→ PROVIDED ENTRIES:
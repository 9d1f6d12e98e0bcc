//! Ratchet bursts timed from a channel's own pulse rate.

use crate::io::InputEdge;

/// Fires `repeats` short pulses on demand, each `factor` times faster than
/// the most recently measured source pulse.
///
/// Like [`SyncedDivider`](super::SyncedDivider) it is polled from the control
/// loop and toggles on deadlines.
#[derive(Debug, Clone, Copy, PartialEq, Eq)]
pub struct Stutter {
    factor: u8,
    repeats: u8,
    last_clock_us: Option<u64>,
    duty_us: u64,
    deadline_us: u64,
    /// Toggles left in the running burst.
    remaining: u16,
    high: bool,
}

impl Stutter {
    pub fn new(factor: u8, repeats: u8) -> Self {
        Self {
            factor: factor.max(1),
            repeats,
            last_clock_us: None,
            duty_us: 0,
            deadline_us: 0,
            remaining: 0,
            high: false,
        }
    }

    /// Measure one source pulse. A zero period keeps the last duty.
    pub fn process_clock(&mut self, now_us: u64) {
        let last = self.last_clock_us.replace(now_us);
        let Some(period) = last.and_then(|last| now_us.checked_sub(last)) else {
            return;
        };
        let duty = period / self.factor as u64 / 2;
        if duty > 0 {
            self.duty_us = duty;
        }
    }

    /// Begin a burst. Restarts one already running.
    ///
    /// Returns `Unchanged` until a source period has been measured.
    pub fn start(&mut self, now_us: u64) -> InputEdge {
        if self.duty_us == 0 || self.repeats == 0 {
            return InputEdge::Unchanged;
        }
        self.high = true;
        self.deadline_us = now_us + self.duty_us;
        self.remaining = self.repeats as u16 * 2 - 1;
        InputEdge::Rising
    }

    pub fn tick(&mut self, now_us: u64) -> InputEdge {
        if self.remaining == 0 || now_us < self.deadline_us {
            return InputEdge::Unchanged;
        }
        self.remaining -= 1;
        self.deadline_us = now_us + self.duty_us;
        self.high = !self.high;
        if self.high {
            InputEdge::Rising
        } else {
            InputEdge::Falling
        }
    }

    pub fn is_active(&self) -> bool {
        self.remaining > 0
    }

    pub fn duty_us(&self) -> u64 {
        self.duty_us
    }

    pub fn factor(&self) -> u8 {
        self.factor
    }

    pub fn repeats(&self) -> u8 {
        self.repeats
    }
}
//! # rytm-types
//!
//! Shared type definitions for the rytm trigger module.
//! This crate holds the plain data that flows between the core engine, the
//! persistence layer and whatever front end issues commands: pattern and
//! channel configuration, clock modifiers, and the `Command` enum.

pub mod action;
pub mod state;

pub use action::*;
pub use state::*;

/// Number of physical trigger outputs.
pub const CHANNEL_COUNT: usize = 6;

→ TASK OBJECTIVE: Go through the entries and return each line where the word "high" appears.

→ YOUR RESPONSE:
    high: bool,
            high: false,
        self.high = true;
        self.high = !self.high;
        if self.high {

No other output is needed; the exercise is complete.